There is a point, however, when we must ask
ourselves if we have the right to turn our
neighbor’s cheek for them?
While students of the different schools of
thought may never reach a consensus on the
principle of war in general, it is essential
that the principles of pacifism be combined with
just-war ideology. A pacifist approach to
diplomacy and the pursuit is necessary to
accomplish the goals of peace. I believe,
however, that war is allowed while using extreme
caution to be sure that there is a just reason
to go to war. Our fight against Islamic radicals
is a situation where pacifism will not work.

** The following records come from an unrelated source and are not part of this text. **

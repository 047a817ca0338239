//! Persistent notifications.

use chrono::{DateTime, Utc};
use serde::{Deserialize, Serialize};

use super::id::{IdentityId, NotificationId};

/// An admin-created notification.
///
/// `target == None` means broadcast-to-all; otherwise the notification is
/// addressed to a single user. Mutated only by the read-toggle, deleted
/// explicitly.
#[derive(Debug, Clone, Serialize, Deserialize)]
pub struct Notification {
    /// Notification identifier.
    pub id: NotificationId,
    /// Target user; `None` for a broadcast.
    pub target: Option<IdentityId>,
    /// Short title.
    pub title: String,
    /// Longer description body.
    pub description: String,
    /// Whether the notification has been read.
    pub read: bool,
    /// Creation timestamp.
    pub created_at: DateTime<Utc>,
}

impl Notification {
    /// Creates a broadcast notification addressed to every user.
    #[must_use]
    pub fn broadcast(title: String, description: String) -> Self {
        Self {
            id: NotificationId::new(),
            target: None,
            title,
            description,
            read: false,
            created_at: Utc::now(),
        }
    }

    /// Creates a notification addressed to a single user.
    #[must_use]
    pub fn targeted(target: IdentityId, title: String, description: String) -> Self {
        Self {
            target: Some(target),
            ..Self::broadcast(title, description)
        }
    }

    /// Returns `true` if `user` should see this notification.
    #[must_use]
    pub fn visible_to(&self, user: IdentityId) -> bool {
        match self.target {
            None => true,
            Some(target) => target == user,
        }
    }
}

#[cfg(test)]
#[allow(clippy::panic)]
mod tests {
    use super::*;

    #[test]
    fn broadcast_is_visible_to_everyone() {
        let n = Notification::broadcast("title".to_string(), "body".to_string());
        assert!(n.target.is_none());
        assert!(n.visible_to(IdentityId::new()));
        assert!(!n.read);
    }

    #[test]
    fn targeted_is_visible_to_target_only() {
        let user = IdentityId::new();
        let n = Notification::targeted(user, "title".to_string(), "body".to_string());
        assert!(n.visible_to(user));
        assert!(!n.visible_to(IdentityId::new()));
    }
}
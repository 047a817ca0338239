//! Conversation and message endpoint DTOs.

use chrono::{DateTime, Utc};
use serde::{Deserialize, Serialize};
use utoipa::ToSchema;
use uuid::Uuid;

use crate::domain::{Conversation, Message};

/// Request body for a user message into their conversation.
#[derive(Debug, Clone, Deserialize, ToSchema)]
pub struct SendMessageRequest {
    /// Message body.
    pub message: String,
}

/// Request body for an admin response into a conversation.
#[derive(Debug, Clone, Deserialize, ToSchema)]
pub struct RespondRequest {
    /// Target conversation.
    pub conversation_id: Uuid,
    /// Message body.
    pub message: String,
}

/// A persisted message as returned to clients.
#[derive(Debug, Clone, Serialize, ToSchema)]
pub struct MessageDto {
    /// Message identifier.
    pub id: Uuid,
    /// Sending identity.
    pub sender_id: Uuid,
    /// Role of the sender (`user` or `admin`).
    pub sender_role: String,
    /// Message body.
    pub content: String,
    /// Creation timestamp.
    pub created_at: DateTime<Utc>,
}

impl From<&Message> for MessageDto {
    fn from(message: &Message) -> Self {
        Self {
            id: *message.id.as_uuid(),
            sender_id: *message.sender.as_uuid(),
            sender_role: message.sender_role.to_string(),
            content: message.content.clone(),
            created_at: message.created_at,
        }
    }
}

/// A conversation summary as returned to clients.
#[derive(Debug, Clone, Serialize, ToSchema)]
pub struct ConversationDto {
    /// Conversation identifier.
    pub id: Uuid,
    /// The user this conversation belongs to.
    pub user_id: Uuid,
    /// Text of the most recent message.
    pub last_message: String,
    /// Timestamp of the most recent message.
    pub last_message_time: DateTime<Utc>,
}

impl From<&Conversation> for ConversationDto {
    fn from(conversation: &Conversation) -> Self {
        Self {
            id: *conversation.id.as_uuid(),
            user_id: *conversation.user.as_uuid(),
            last_message: conversation.last_message.clone(),
            last_message_time: conversation.last_message_time,
        }
    }
}
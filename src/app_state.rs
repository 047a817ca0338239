//! Shared application state injected into all Axum handlers.
//!
//! Explicitly constructed at startup and threaded through axum's `State`
//! extractor; nothing here is a global singleton.

use std::sync::Arc;

use crate::auth::TokenService;
use crate::realtime::{ConnectionRegistry, Dispatcher, RoomManager};
use crate::service::{ChatService, ConversationService, NotificationService};
use crate::store::{MessageGateway, Store};

/// Shared application state available to all handlers via Axum's
/// `State` extractor.
#[derive(Debug, Clone)]
pub struct AppState {
    /// Access/refresh token service.
    pub tokens: Arc<TokenService>,
    /// Live connection registry.
    pub registry: Arc<ConnectionRegistry>,
    /// Room membership manager.
    pub rooms: Arc<RoomManager>,
    /// Real-time notification dispatcher.
    pub dispatcher: Arc<Dispatcher>,
    /// Chat session state machine.
    pub chat_service: Arc<ChatService>,
    /// Conversation channel service.
    pub conversation_service: Arc<ConversationService>,
    /// Notification service.
    pub notification_service: Arc<NotificationService>,
    /// Per-connection outbound event buffer capacity.
    pub connection_buffer: usize,
}

impl AppState {
    /// Wires the full service graph over the given store.
    #[must_use]
    pub fn new(store: Arc<dyn Store>, tokens: TokenService, connection_buffer: usize) -> Self {
        let registry = Arc::new(ConnectionRegistry::new());
        let rooms = Arc::new(RoomManager::new());
        let dispatcher = Arc::new(Dispatcher::new(Arc::clone(&registry), Arc::clone(&rooms)));
        let gateway = MessageGateway::new(Arc::clone(&store));

        let chat_service = Arc::new(ChatService::new(
            Arc::clone(&store),
            gateway.clone(),
            Arc::clone(&dispatcher),
        ));
        let conversation_service = Arc::new(ConversationService::new(
            Arc::clone(&store),
            gateway,
            Arc::clone(&dispatcher),
        ));
        let notification_service = Arc::new(NotificationService::new(
            Arc::clone(&store),
            Arc::clone(&dispatcher),
        ));

        Self {
            tokens: Arc::new(tokens),
            registry,
            rooms,
            dispatcher,
            chat_service,
            conversation_service,
            notification_service,
            connection_buffer,
        }
    }
}
//! Lightweight conversation channel service.
//!
//! One conversation per user, created lazily on the first message. Users
//! send into their own conversation; any admin may respond. Dashboards
//! list all conversations sorted by recency.

use std::sync::Arc;

use crate::domain::{ChannelId, Conversation, ConversationId, DispatchEvent, IdentityId, Message, Role};
use crate::error::GatewayError;
use crate::realtime::Dispatcher;
use crate::store::{MessageGateway, Store};

/// Orchestrates conversation channels.
#[derive(Debug, Clone)]
pub struct ConversationService {
    store: Arc<dyn Store>,
    gateway: MessageGateway,
    dispatcher: Arc<Dispatcher>,
}

impl ConversationService {
    /// Creates a conversation service.
    #[must_use]
    pub fn new(store: Arc<dyn Store>, gateway: MessageGateway, dispatcher: Arc<Dispatcher>) -> Self {
        Self {
            store,
            gateway,
            dispatcher,
        }
    }

    /// Sends a user message, lazily creating the user's conversation.
    ///
    /// # Errors
    ///
    /// [`GatewayError::Validation`] for empty content,
    /// [`GatewayError::Persistence`] on store failure.
    pub async fn send(&self, user: IdentityId, content: &str) -> Result<Message, GatewayError> {
        let content = content.trim();
        if content.is_empty() {
            return Err(GatewayError::Validation("message is required".to_string()));
        }

        let conversation = match self.store.conversation_for_user(user).await? {
            Some(existing) => existing,
            None => {
                let fresh = Conversation::new(user);
                self.store.save_conversation(&fresh).await?;
                tracing::info!(conversation_id = %fresh.id, %user, "conversation created");
                fresh
            }
        };

        let message = self
            .gateway
            .append_message(
                ChannelId::Conversation(conversation.id),
                user,
                Role::User,
                content.to_string(),
            )
            .await?;

        self.dispatcher
            .dispatch(DispatchEvent::NewMessage {
                message: message.clone(),
            })
            .await;
        Ok(message)
    }

    /// Admin response into an existing conversation.
    ///
    /// # Errors
    ///
    /// [`GatewayError::Forbidden`] for non-admin callers,
    /// [`GatewayError::Validation`] for empty content,
    /// [`GatewayError::NotFound`] for an unknown conversation.
    pub async fn respond(
        &self,
        admin: IdentityId,
        role: Role,
        conversation_id: ConversationId,
        content: &str,
    ) -> Result<Message, GatewayError> {
        if !role.is_admin() {
            return Err(GatewayError::Forbidden(
                "only admins can respond to conversations".to_string(),
            ));
        }
        let content = content.trim();
        if content.is_empty() {
            return Err(GatewayError::Validation("message is required".to_string()));
        }

        let conversation = self
            .store
            .conversation(conversation_id)
            .await?
            .ok_or_else(|| GatewayError::NotFound("conversation", conversation_id.to_string()))?;

        let message = self
            .gateway
            .append_message(
                ChannelId::Conversation(conversation.id),
                admin,
                Role::Admin,
                content.to_string(),
            )
            .await?;

        self.dispatcher
            .dispatch(DispatchEvent::AdminResponse {
                message: message.clone(),
            })
            .await;
        Ok(message)
    }

    /// Lists every conversation, newest activity first (admin dashboard).
    ///
    /// # Errors
    ///
    /// [`GatewayError::Forbidden`] for non-admin callers,
    /// [`GatewayError::Persistence`] on store failure.
    pub async fn list(&self, role: Role) -> Result<Vec<Conversation>, GatewayError> {
        if !role.is_admin() {
            return Err(GatewayError::Forbidden(
                "only admins can list conversations".to_string(),
            ));
        }
        self.store.conversations().await
    }

    /// Returns the ordered message log of a conversation.
    ///
    /// # Errors
    ///
    /// [`GatewayError::NotFound`] for an unknown conversation.
    pub async fn messages(
        &self,
        conversation_id: ConversationId,
    ) -> Result<Vec<Message>, GatewayError> {
        if self.store.conversation(conversation_id).await?.is_none() {
            return Err(GatewayError::NotFound(
                "conversation",
                conversation_id.to_string(),
            ));
        }
        self.gateway
            .messages_of(ChannelId::Conversation(conversation_id))
            .await
    }

    /// Returns the message log of a user's conversation.
    ///
    /// # Errors
    ///
    /// [`GatewayError::NotFound`] if the user has no conversation yet.
    pub async fn messages_for_user(&self, user: IdentityId) -> Result<Vec<Message>, GatewayError> {
        let conversation = self
            .store
            .conversation_for_user(user)
            .await?
            .ok_or_else(|| GatewayError::NotFound("conversation", user.to_string()))?;
        self.gateway
            .messages_of(ChannelId::Conversation(conversation.id))
            .await
    }
}
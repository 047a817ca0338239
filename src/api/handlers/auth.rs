//! Token refresh endpoint.

use axum::extract::State;
use axum::response::IntoResponse;
use axum::routing::post;
use axum::{Json, Router};
use serde::{Deserialize, Serialize};
use utoipa::ToSchema;

use crate::app_state::AppState;
use crate::error::{ErrorResponse, GatewayError};

/// Request body for the refresh endpoint.
#[derive(Debug, Deserialize, ToSchema)]
pub struct RefreshRequest {
    /// The (possibly expired) access token; its signature must verify.
    pub access_token: String,
    /// The long-lived refresh token.
    pub refresh_token: String,
}

/// Response carrying a fresh token pair.
#[derive(Debug, Serialize, ToSchema)]
pub struct RefreshResponse {
    /// New access token.
    pub access_token: String,
    /// New refresh token.
    pub refresh_token: String,
}

/// `POST /auth/refresh` — Mint a fresh access/refresh pair.
///
/// # Errors
///
/// Returns [`GatewayError::Auth`] if either token fails verification or
/// the two tokens belong to different identities.
#[utoipa::path(
    post,
    path = "/api/v1/auth/refresh",
    tag = "Auth",
    summary = "Refresh tokens",
    request_body = RefreshRequest,
    responses(
        (status = 200, description = "Fresh token pair", body = RefreshResponse),
        (status = 401, description = "Invalid or mismatched tokens", body = ErrorResponse),
    )
)]
pub async fn refresh(
    State(state): State<AppState>,
    Json(req): Json<RefreshRequest>,
) -> Result<impl IntoResponse, GatewayError> {
    let pair = state.tokens.refresh(&req.access_token, &req.refresh_token)?;
    Ok(Json(RefreshResponse {
        access_token: pair.access_token,
        refresh_token: pair.refresh_token,
    }))
}

/// Auth routes.
pub fn routes() -> Router<AppState> {
    Router::new().route("/auth/refresh", post(refresh))
}
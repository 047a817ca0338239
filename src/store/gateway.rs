//! Message persistence gateway.
//!
//! Single writer for the append-only message log plus the cached summary
//! projections on chats and conversations. The append and the summary
//! update are one logical unit: if the summary write fails after the
//! message landed, the gateway retries once and logs the final failure —
//! the inconsistency is never silent.

use std::sync::Arc;

use chrono::{DateTime, Utc};

use super::Store;
use crate::domain::{ChannelId, Chat, Conversation, IdentityId, Message, Role};
use crate::error::GatewayError;

/// One page of chat/conversation history for an identity.
#[derive(Debug, Clone)]
pub struct HistoryPage {
    /// Entries on this page, most recent activity first.
    pub entries: Vec<HistoryEntry>,
    /// Total entries across all pages.
    pub total: u64,
    /// The 1-indexed page number served.
    pub page: u32,
    /// Total number of pages.
    pub pages: u32,
}

/// A single history entry: either subsystem's channel.
#[derive(Debug, Clone)]
pub enum HistoryEntry {
    /// A support chat session.
    Chat(Chat),
    /// A lightweight conversation.
    Conversation(Conversation),
}

impl HistoryEntry {
    /// Timestamp of the channel's most recent activity.
    #[must_use]
    pub fn last_activity(&self) -> DateTime<Utc> {
        match self {
            Self::Chat(chat) => chat.last_message,
            Self::Conversation(convo) => convo.last_message_time,
        }
    }
}

/// Append-only writer and history reader over the document store.
#[derive(Debug, Clone)]
pub struct MessageGateway {
    store: Arc<dyn Store>,
}

impl MessageGateway {
    /// Creates a gateway over the given store.
    #[must_use]
    pub fn new(store: Arc<dyn Store>) -> Self {
        Self { store }
    }

    /// Appends a message to `channel` and bumps the owning record's
    /// summary fields.
    ///
    /// The real-time event for this message must only be emitted after
    /// this returns `Ok`: the returned [`Message`] is the persisted
    /// record.
    ///
    /// # Errors
    ///
    /// Returns [`GatewayError::Persistence`] if the message append itself
    /// fails. A summary-update failure is logged and retried, not
    /// surfaced: the message is already durable at that point.
    pub async fn append_message(
        &self,
        channel: ChannelId,
        sender: IdentityId,
        sender_role: Role,
        content: String,
    ) -> Result<Message, GatewayError> {
        let message = Message::new(channel, sender, sender_role, content);
        self.store.append_message(&message).await?;

        if let Err(err) = self.update_summary(&message).await {
            tracing::warn!(channel = %channel, %err, "summary update failed, retrying");
            if let Err(err) = self.update_summary(&message).await {
                tracing::error!(
                    channel = %channel,
                    message_id = %message.id,
                    %err,
                    "summary update failed after retry; summary is stale"
                );
            }
        }

        Ok(message)
    }

    async fn update_summary(&self, message: &Message) -> Result<(), GatewayError> {
        match message.channel {
            ChannelId::Chat(chat_id) => {
                let mut chat = self
                    .store
                    .chat(chat_id)
                    .await?
                    .ok_or_else(|| GatewayError::NotFound("chat", chat_id.to_string()))?;
                chat.last_message = message.created_at;
                self.store.save_chat(&chat).await
            }
            ChannelId::Conversation(conversation_id) => {
                let mut conversation = self
                    .store
                    .conversation(conversation_id)
                    .await?
                    .ok_or_else(|| {
                        GatewayError::NotFound("conversation", conversation_id.to_string())
                    })?;
                conversation.last_message = message.content.clone();
                conversation.last_message_time = message.created_at;
                self.store.save_conversation(&conversation).await
            }
        }
    }

    /// Returns the full message log of `channel`, oldest first.
    ///
    /// # Errors
    ///
    /// Returns [`GatewayError::Persistence`] on store failure.
    pub async fn messages_of(&self, channel: ChannelId) -> Result<Vec<Message>, GatewayError> {
        self.store.messages_of(channel).await
    }

    /// Returns one page of channels where `identity` participates, sorted
    /// by most recent activity descending.
    ///
    /// # Errors
    ///
    /// Returns [`GatewayError::Persistence`] on store failure.
    pub async fn history_of(
        &self,
        identity: IdentityId,
        page: u32,
        page_size: u32,
    ) -> Result<HistoryPage, GatewayError> {
        let page = page.max(1);
        let page_size = page_size.clamp(1, 100);

        let mut entries: Vec<HistoryEntry> = self
            .store
            .chats_for(identity)
            .await?
            .into_iter()
            .map(HistoryEntry::Chat)
            .collect();
        if let Some(conversation) = self.store.conversation_for_user(identity).await? {
            entries.push(HistoryEntry::Conversation(conversation));
        }
        entries.sort_by(|a, b| b.last_activity().cmp(&a.last_activity()));

        let total = entries.len() as u64;
        let pages = if total == 0 {
            0
        } else {
            u32::try_from(total.div_ceil(u64::from(page_size))).unwrap_or(u32::MAX)
        };

        let start = (page as usize - 1).saturating_mul(page_size as usize);
        let entries = entries
            .into_iter()
            .skip(start)
            .take(page_size as usize)
            .collect();

        Ok(HistoryPage {
            entries,
            total,
            page,
            pages,
        })
    }
}
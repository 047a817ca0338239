//! Persistence layer: the document-store seam and its implementations.
//!
//! The gateway treats storage as an external document store with
//! find/save/delete semantics. [`Store`] is that seam; [`MemoryStore`]
//! backs tests and local development, [`PostgresStore`] backs production.
//! The [`gateway::MessageGateway`] sits on top and owns the append+summary
//! write discipline.

pub mod gateway;
pub mod memory;
pub mod postgres;

use async_trait::async_trait;

use crate::domain::{
    ChannelId, Chat, ChatId, Conversation, ConversationId, IdentityId, Message, Notification,
    NotificationId,
};
use crate::error::GatewayError;

pub use gateway::MessageGateway;
pub use memory::MemoryStore;
pub use postgres::PostgresStore;

/// Document-store seam.
///
/// Implementations must provide the single atomic guarantee the chat
/// state machine relies on: [`Store::insert_chat`] fails with a conflict
/// when the user already has an open chat, even under concurrent calls.
#[async_trait]
pub trait Store: Send + Sync + std::fmt::Debug {
    /// Inserts a new chat, enforcing the single-open-chat-per-user
    /// invariant atomically.
    ///
    /// # Errors
    ///
    /// [`GatewayError::Conflict`] if the user already has a chat in
    /// pending or active state; [`GatewayError::Persistence`] on store
    /// failure.
    async fn insert_chat(&self, chat: Chat) -> Result<Chat, GatewayError>;

    /// Finds a chat by id.
    ///
    /// # Errors
    ///
    /// [`GatewayError::Persistence`] on store failure.
    async fn chat(&self, id: ChatId) -> Result<Option<Chat>, GatewayError>;

    /// Saves the full state of an existing chat.
    ///
    /// # Errors
    ///
    /// [`GatewayError::NotFound`] if the chat does not exist,
    /// [`GatewayError::Persistence`] on store failure.
    async fn save_chat(&self, chat: &Chat) -> Result<(), GatewayError>;

    /// Returns all chats where `identity` is the user or the assigned
    /// admin, sorted by most recent activity descending.
    ///
    /// # Errors
    ///
    /// [`GatewayError::Persistence`] on store failure.
    async fn chats_for(&self, identity: IdentityId) -> Result<Vec<Chat>, GatewayError>;

    /// Finds a conversation by id.
    ///
    /// # Errors
    ///
    /// [`GatewayError::Persistence`] on store failure.
    async fn conversation(
        &self,
        id: ConversationId,
    ) -> Result<Option<Conversation>, GatewayError>;

    /// Finds the conversation belonging to `user`, if one exists.
    ///
    /// # Errors
    ///
    /// [`GatewayError::Persistence`] on store failure.
    async fn conversation_for_user(
        &self,
        user: IdentityId,
    ) -> Result<Option<Conversation>, GatewayError>;

    /// Inserts or updates a conversation record.
    ///
    /// # Errors
    ///
    /// [`GatewayError::Persistence`] on store failure.
    async fn save_conversation(&self, conversation: &Conversation) -> Result<(), GatewayError>;

    /// Returns all conversations sorted by last message time descending.
    ///
    /// # Errors
    ///
    /// [`GatewayError::Persistence`] on store failure.
    async fn conversations(&self) -> Result<Vec<Conversation>, GatewayError>;

    /// Appends a message to the log. Messages are immutable once written.
    ///
    /// # Errors
    ///
    /// [`GatewayError::Persistence`] on store failure.
    async fn append_message(&self, message: &Message) -> Result<(), GatewayError>;

    /// Returns all messages of a channel ordered by creation time
    /// ascending.
    ///
    /// # Errors
    ///
    /// [`GatewayError::Persistence`] on store failure.
    async fn messages_of(&self, channel: ChannelId) -> Result<Vec<Message>, GatewayError>;

    /// Inserts a notification record.
    ///
    /// # Errors
    ///
    /// [`GatewayError::Persistence`] on store failure.
    async fn insert_notification(&self, notification: &Notification) -> Result<(), GatewayError>;

    /// Finds a notification by id.
    ///
    /// # Errors
    ///
    /// [`GatewayError::Persistence`] on store failure.
    async fn notification(
        &self,
        id: NotificationId,
    ) -> Result<Option<Notification>, GatewayError>;

    /// Returns all notifications, newest first.
    ///
    /// # Errors
    ///
    /// [`GatewayError::Persistence`] on store failure.
    async fn notifications(&self) -> Result<Vec<Notification>, GatewayError>;

    /// Returns notifications visible to `user` (targeted + broadcast),
    /// newest first.
    ///
    /// # Errors
    ///
    /// [`GatewayError::Persistence`] on store failure.
    async fn notifications_for(
        &self,
        user: IdentityId,
    ) -> Result<Vec<Notification>, GatewayError>;

    /// Saves the full state of an existing notification (read-toggle).
    ///
    /// # Errors
    ///
    /// [`GatewayError::NotFound`] if the notification does not exist,
    /// [`GatewayError::Persistence`] on store failure.
    async fn save_notification(&self, notification: &Notification) -> Result<(), GatewayError>;

    /// Deletes a notification.
    ///
    /// # Errors
    ///
    /// [`GatewayError::NotFound`] if the notification does not exist,
    /// [`GatewayError::Persistence`] on store failure.
    async fn delete_notification(&self, id: NotificationId) -> Result<(), GatewayError>;
}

Until there is a significant violent or
religious end to their jihad, we can never
survive as pacifists. We can never protect our
family or our nation. Their goal is our death,
even if they must kill themselves to accomplish
that end. How do you negotiate terms peace with
an enemy such as that?
I believe that the just-war theory holds enough
checks and balances to ensure that a war may be
fought on moral terms. The reality of war
demands that we seriously consider the
long-lasting damages that will occur, and the
thousands who will be scarred forever. War is
never the answer to all questions, but it is the
approximate amount of justice to a select few.
John Stuart Mill succinctly sums up the
argument, “War is an ugly thing, but not the
ugliest of things. The decayed and degraded
state of moral and patriotic feeling which
thinks that nothing is worth war is much worse.
The person who has nothing for which he is
willing to fight, nothing which is more
important than his own personal safety, is a
miserable creature and has no chance of being
free unless made and kept so by the exertions of
better men than himself.”
It is a moral duty to protect and defend the
innocent, and guard against those who do evil.
Extreme measures must sometimes be taken, and it
is with grace and plea to God for His mercy that
we so boldly accept the authority that God gave
us. May we never take for granted the
responsibility entrusted to humanity.